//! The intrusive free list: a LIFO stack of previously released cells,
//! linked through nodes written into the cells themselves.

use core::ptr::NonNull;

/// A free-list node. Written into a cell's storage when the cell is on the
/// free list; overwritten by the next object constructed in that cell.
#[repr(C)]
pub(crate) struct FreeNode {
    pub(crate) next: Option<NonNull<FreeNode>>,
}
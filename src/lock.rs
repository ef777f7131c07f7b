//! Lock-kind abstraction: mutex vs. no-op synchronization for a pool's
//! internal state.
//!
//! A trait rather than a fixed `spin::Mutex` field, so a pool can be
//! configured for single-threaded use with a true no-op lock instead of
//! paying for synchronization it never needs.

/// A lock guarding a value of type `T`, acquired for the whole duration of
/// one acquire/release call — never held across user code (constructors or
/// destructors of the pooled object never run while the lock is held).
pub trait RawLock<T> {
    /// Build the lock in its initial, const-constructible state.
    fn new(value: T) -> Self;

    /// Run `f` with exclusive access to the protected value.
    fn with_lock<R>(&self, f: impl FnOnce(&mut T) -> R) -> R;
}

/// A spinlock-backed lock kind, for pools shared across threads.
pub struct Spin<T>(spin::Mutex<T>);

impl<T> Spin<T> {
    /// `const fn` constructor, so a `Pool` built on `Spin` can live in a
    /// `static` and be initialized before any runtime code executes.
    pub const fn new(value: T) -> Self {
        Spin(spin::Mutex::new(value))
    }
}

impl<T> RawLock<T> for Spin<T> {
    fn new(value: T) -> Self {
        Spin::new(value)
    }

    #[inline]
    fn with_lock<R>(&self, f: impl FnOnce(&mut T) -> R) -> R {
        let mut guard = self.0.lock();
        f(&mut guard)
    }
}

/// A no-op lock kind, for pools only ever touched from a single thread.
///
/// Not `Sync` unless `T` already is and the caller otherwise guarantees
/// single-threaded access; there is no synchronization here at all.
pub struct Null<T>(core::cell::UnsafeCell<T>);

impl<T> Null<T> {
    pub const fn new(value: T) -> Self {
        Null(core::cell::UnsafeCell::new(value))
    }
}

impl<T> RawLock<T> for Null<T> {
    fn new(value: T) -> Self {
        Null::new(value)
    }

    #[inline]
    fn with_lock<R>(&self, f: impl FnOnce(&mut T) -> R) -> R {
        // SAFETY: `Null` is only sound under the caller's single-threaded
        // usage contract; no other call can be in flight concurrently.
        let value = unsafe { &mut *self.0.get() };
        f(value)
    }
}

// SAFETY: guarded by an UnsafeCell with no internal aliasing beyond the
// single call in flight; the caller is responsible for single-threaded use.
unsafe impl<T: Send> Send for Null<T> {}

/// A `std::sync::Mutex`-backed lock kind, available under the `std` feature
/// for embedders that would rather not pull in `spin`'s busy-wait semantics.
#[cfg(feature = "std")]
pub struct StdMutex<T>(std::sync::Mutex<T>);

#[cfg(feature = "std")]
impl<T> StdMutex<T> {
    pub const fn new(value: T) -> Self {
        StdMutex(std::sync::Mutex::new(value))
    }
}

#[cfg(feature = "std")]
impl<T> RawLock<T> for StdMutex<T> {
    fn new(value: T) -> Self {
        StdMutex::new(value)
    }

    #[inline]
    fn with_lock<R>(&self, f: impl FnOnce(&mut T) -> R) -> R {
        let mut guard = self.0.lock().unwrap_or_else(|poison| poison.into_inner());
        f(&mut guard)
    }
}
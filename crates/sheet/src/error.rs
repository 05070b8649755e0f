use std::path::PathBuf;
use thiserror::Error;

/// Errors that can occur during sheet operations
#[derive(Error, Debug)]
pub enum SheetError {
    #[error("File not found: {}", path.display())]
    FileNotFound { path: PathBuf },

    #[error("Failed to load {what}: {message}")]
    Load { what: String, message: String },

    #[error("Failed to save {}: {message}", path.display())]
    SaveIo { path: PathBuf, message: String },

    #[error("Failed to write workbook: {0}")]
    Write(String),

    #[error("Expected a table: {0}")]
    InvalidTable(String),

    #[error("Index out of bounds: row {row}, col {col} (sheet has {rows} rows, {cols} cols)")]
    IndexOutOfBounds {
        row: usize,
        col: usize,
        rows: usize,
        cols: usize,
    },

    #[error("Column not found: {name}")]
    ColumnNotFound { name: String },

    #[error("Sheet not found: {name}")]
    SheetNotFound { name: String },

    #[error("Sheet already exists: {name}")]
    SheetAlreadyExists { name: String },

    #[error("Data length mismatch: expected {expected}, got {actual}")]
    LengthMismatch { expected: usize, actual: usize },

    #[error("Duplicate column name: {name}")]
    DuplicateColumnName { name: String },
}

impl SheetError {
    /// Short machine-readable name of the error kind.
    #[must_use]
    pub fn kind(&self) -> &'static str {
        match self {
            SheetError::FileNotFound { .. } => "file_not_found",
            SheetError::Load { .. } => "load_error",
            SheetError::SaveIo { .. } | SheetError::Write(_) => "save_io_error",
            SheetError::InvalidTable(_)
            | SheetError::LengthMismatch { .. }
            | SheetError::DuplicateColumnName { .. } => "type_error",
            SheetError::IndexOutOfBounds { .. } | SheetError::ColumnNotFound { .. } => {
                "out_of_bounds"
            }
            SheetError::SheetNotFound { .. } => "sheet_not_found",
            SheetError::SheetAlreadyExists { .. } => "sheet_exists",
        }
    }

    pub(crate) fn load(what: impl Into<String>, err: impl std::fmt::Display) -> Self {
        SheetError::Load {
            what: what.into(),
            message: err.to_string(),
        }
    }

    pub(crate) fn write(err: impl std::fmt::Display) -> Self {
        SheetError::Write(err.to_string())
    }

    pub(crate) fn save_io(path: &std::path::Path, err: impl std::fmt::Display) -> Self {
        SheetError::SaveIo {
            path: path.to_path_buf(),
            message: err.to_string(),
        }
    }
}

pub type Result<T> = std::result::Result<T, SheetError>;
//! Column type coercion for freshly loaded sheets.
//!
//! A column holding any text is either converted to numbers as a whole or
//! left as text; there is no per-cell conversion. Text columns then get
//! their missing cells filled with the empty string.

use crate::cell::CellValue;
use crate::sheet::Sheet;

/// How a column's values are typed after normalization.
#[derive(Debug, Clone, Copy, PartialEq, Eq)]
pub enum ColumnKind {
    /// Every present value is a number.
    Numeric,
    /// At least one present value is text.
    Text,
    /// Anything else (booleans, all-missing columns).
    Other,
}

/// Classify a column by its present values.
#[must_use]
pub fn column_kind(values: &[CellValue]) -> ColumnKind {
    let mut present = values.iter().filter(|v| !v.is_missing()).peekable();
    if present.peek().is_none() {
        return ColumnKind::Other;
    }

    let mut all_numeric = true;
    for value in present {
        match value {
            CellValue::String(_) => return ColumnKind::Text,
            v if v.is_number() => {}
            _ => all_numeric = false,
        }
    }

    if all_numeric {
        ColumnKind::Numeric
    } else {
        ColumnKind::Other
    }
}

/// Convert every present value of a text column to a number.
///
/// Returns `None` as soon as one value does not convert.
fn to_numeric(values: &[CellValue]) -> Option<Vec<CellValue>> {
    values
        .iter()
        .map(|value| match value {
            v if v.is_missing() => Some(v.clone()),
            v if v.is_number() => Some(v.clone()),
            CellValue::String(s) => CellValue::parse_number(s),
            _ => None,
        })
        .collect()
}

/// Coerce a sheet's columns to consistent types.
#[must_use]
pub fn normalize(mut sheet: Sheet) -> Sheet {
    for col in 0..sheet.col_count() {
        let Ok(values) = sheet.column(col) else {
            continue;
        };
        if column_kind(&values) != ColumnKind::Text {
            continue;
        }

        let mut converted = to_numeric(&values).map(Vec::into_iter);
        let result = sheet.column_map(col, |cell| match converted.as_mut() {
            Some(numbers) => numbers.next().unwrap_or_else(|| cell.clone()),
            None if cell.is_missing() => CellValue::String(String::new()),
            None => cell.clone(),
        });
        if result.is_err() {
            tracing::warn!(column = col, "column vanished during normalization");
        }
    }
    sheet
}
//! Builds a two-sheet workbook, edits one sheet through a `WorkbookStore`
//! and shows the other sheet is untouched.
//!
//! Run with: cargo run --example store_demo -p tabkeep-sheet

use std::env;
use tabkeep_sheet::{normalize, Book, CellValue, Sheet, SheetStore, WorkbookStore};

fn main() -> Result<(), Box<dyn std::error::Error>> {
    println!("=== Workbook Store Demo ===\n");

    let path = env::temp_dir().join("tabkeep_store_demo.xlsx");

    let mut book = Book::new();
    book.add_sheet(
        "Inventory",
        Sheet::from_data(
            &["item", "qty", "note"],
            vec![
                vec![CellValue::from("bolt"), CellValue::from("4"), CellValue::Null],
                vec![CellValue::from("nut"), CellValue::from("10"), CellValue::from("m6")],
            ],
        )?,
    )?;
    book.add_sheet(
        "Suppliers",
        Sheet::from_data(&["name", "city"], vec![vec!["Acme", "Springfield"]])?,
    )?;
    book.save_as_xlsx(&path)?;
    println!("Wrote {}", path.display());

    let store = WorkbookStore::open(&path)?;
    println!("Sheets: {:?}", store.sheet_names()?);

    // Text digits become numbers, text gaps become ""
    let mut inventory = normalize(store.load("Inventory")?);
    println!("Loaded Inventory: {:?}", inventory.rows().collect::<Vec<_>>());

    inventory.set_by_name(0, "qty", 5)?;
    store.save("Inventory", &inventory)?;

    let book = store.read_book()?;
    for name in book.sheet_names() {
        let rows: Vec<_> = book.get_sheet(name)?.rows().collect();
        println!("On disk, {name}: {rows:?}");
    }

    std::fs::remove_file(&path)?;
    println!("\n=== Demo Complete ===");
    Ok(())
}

++++++++

Exercise directions — Word for word, reproduce the listing above from its start up to and including the line that has "repository ef777f7131c07f7b". Give only those lines.

Exercise response —
//! The intrusive free list: a LIFO stack of previously released cells,
//! linked through nodes written into the cells themselves.

use core::ptr::NonNull;

/// A free-list node. Written into a cell's storage when the cell is on the
/// free list; overwritten by the next object constructed in that cell.
#[repr(C)]
pub(crate) struct FreeNode {
    pub(crate) next: Option<NonNull<FreeNode>>,
}
filename src/lock.rs
repository ef777f7131c07f7b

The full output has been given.